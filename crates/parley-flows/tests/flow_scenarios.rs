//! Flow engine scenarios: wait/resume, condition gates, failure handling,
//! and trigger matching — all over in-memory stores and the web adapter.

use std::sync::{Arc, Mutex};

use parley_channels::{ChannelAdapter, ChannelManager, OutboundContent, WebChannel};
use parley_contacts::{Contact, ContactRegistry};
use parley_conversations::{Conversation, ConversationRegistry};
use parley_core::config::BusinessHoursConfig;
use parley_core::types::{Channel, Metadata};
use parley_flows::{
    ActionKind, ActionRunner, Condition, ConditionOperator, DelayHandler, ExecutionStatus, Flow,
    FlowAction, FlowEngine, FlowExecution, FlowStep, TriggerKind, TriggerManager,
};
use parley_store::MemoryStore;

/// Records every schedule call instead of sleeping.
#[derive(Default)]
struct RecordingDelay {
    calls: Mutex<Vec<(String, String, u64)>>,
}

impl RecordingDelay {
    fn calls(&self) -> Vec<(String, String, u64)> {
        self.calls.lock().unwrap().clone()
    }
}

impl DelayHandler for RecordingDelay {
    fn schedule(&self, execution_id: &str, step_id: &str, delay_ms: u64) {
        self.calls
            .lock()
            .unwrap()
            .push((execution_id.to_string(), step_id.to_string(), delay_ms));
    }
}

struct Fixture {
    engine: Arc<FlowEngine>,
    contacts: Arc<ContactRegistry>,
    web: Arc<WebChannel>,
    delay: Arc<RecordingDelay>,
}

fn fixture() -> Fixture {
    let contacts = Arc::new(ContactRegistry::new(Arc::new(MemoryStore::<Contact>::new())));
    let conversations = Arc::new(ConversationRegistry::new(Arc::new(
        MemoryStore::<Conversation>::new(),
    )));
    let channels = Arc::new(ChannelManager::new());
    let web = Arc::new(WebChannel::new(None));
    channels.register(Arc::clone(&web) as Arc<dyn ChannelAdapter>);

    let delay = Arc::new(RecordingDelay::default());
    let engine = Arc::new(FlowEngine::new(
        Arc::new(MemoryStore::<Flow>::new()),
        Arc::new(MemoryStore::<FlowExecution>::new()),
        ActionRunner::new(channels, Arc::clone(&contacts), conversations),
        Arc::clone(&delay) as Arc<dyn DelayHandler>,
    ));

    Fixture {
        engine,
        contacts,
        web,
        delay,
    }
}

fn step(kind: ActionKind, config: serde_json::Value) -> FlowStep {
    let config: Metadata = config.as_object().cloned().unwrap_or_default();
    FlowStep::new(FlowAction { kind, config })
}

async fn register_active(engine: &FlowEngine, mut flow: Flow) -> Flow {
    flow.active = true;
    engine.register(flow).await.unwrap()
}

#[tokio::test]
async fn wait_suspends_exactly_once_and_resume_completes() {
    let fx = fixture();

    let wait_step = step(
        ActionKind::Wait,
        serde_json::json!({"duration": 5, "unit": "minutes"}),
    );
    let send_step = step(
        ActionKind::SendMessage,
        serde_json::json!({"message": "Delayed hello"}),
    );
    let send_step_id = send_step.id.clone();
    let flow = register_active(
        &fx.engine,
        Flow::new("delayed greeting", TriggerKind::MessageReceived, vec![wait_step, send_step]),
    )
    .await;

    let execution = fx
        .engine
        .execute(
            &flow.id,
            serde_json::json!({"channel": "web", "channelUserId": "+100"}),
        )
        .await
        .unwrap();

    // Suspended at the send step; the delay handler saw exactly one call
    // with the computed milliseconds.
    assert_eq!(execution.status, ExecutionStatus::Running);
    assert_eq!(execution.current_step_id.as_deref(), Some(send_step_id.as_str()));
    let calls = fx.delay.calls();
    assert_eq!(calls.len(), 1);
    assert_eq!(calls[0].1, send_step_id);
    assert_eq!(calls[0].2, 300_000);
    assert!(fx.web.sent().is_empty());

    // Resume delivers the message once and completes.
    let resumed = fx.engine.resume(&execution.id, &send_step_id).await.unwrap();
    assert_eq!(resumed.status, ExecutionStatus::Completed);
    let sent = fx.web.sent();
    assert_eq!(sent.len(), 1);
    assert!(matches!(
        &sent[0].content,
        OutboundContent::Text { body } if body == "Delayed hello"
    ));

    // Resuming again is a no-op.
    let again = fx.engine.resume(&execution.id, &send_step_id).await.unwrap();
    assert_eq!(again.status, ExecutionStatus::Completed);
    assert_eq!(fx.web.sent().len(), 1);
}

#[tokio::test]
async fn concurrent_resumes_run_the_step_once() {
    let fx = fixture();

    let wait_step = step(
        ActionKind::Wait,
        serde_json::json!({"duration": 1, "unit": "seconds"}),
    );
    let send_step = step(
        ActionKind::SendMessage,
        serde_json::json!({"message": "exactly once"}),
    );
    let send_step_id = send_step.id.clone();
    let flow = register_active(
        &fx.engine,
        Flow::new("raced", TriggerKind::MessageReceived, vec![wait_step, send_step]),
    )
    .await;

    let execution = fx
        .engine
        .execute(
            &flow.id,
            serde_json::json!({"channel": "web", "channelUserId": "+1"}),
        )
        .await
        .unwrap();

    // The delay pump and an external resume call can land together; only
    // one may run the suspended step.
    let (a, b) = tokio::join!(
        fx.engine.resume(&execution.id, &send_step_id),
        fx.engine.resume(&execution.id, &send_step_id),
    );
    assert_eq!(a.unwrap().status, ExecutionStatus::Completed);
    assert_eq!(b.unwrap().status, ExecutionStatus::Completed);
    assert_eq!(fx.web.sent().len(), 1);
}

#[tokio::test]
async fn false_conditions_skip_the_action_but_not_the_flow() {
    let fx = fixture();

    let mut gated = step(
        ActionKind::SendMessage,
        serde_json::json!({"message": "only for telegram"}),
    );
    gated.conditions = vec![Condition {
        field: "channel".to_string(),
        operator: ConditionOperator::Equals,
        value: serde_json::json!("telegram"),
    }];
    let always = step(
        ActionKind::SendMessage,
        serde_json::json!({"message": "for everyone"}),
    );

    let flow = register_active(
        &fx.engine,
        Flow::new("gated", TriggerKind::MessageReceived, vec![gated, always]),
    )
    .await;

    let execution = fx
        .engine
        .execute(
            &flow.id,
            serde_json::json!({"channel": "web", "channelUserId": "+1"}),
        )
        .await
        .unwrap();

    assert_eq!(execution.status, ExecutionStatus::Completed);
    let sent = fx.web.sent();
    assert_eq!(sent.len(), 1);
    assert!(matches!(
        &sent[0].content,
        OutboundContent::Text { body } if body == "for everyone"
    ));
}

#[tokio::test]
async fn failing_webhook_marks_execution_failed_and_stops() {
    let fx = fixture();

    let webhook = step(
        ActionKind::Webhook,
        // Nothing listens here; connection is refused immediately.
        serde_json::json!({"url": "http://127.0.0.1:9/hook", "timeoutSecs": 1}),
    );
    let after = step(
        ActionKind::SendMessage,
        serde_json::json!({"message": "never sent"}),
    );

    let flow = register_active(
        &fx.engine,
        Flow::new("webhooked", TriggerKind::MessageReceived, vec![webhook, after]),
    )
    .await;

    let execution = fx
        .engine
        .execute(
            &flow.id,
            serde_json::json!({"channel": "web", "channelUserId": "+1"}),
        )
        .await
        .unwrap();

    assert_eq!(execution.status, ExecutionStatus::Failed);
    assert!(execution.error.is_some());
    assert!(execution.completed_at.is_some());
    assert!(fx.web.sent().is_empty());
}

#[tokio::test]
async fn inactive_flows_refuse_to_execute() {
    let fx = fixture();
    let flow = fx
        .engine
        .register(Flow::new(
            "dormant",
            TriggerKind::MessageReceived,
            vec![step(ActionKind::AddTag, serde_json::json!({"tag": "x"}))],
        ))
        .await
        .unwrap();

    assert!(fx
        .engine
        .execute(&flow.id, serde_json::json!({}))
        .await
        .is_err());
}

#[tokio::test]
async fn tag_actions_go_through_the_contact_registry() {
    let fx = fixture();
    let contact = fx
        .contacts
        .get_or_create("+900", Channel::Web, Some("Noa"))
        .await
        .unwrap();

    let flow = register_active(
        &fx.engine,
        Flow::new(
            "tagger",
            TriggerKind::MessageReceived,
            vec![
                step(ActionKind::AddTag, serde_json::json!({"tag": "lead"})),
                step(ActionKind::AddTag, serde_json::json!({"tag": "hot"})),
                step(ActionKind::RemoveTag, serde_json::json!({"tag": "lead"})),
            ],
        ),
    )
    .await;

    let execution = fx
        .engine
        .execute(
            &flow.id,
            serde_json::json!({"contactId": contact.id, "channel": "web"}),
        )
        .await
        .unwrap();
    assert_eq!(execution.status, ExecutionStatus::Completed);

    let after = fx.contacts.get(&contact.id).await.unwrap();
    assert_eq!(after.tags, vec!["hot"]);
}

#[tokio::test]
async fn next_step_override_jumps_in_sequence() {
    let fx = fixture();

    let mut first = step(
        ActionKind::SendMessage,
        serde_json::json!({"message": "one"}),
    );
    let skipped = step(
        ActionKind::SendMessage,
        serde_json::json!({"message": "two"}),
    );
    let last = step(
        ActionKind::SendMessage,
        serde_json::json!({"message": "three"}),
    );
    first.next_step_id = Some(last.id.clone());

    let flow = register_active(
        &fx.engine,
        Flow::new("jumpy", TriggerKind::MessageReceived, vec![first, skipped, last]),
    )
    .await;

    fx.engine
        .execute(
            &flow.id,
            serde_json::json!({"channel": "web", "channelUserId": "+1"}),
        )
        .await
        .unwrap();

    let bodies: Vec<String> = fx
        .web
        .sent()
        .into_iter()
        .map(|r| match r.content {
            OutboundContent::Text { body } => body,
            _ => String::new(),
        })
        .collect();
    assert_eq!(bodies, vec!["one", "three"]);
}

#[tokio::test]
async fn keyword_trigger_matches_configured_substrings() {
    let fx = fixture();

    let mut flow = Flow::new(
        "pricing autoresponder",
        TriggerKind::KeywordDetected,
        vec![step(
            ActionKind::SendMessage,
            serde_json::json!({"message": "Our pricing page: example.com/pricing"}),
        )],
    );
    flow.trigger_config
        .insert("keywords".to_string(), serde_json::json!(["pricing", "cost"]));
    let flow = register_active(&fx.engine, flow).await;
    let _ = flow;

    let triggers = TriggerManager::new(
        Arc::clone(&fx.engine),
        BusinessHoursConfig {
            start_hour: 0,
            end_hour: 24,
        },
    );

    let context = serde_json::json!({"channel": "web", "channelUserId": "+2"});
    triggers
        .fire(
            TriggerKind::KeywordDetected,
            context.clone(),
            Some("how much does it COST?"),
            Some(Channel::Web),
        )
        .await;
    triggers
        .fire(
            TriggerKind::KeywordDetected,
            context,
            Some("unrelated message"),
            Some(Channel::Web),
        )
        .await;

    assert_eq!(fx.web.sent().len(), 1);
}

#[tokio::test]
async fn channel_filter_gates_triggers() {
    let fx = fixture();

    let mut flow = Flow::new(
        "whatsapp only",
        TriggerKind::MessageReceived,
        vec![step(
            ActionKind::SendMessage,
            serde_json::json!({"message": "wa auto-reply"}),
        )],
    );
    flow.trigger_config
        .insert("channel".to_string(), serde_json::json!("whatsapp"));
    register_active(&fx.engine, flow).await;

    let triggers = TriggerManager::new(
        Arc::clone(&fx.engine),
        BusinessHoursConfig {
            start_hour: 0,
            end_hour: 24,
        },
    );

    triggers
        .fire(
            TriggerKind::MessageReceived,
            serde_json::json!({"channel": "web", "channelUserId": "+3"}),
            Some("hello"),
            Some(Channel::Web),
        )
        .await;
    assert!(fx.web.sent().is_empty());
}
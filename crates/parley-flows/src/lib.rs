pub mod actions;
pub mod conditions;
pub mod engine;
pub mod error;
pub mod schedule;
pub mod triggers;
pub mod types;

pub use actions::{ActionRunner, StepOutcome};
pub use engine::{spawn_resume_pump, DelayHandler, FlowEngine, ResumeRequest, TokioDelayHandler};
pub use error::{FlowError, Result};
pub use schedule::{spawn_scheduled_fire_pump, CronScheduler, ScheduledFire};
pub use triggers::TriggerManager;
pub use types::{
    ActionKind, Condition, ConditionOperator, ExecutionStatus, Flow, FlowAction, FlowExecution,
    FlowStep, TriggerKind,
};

□ □ □ □ □ □ □

_What the task requires_
Transcribe verbatim. Cover the lines from the first line of the entries above to the line containing "impl DelayHandler for", inclusive.

_Output below_
filename crates/parley-flows/tests/flow_scenarios.rs
//! Flow engine scenarios: wait/resume, condition gates, failure handling,
//! and trigger matching — all over in-memory stores and the web adapter.

use std::sync::{Arc, Mutex};

use parley_channels::{ChannelAdapter, ChannelManager, OutboundContent, WebChannel};
use parley_contacts::{Contact, ContactRegistry};
use parley_conversations::{Conversation, ConversationRegistry};
use parley_core::config::BusinessHoursConfig;
use parley_core::types::{Channel, Metadata};
use parley_flows::{
    ActionKind, ActionRunner, Condition, ConditionOperator, DelayHandler, ExecutionStatus, Flow,
    FlowAction, FlowEngine, FlowExecution, FlowStep, TriggerKind, TriggerManager,
};
use parley_store::MemoryStore;

/// Records every schedule call instead of sleeping.
#[derive(Default)]
struct RecordingDelay {
    calls: Mutex<Vec<(String, String, u64)>>,
}

impl RecordingDelay {
    fn calls(&self) -> Vec<(String, String, u64)> {
        self.calls.lock().unwrap().clone()
    }
}

impl DelayHandler for RecordingDelay {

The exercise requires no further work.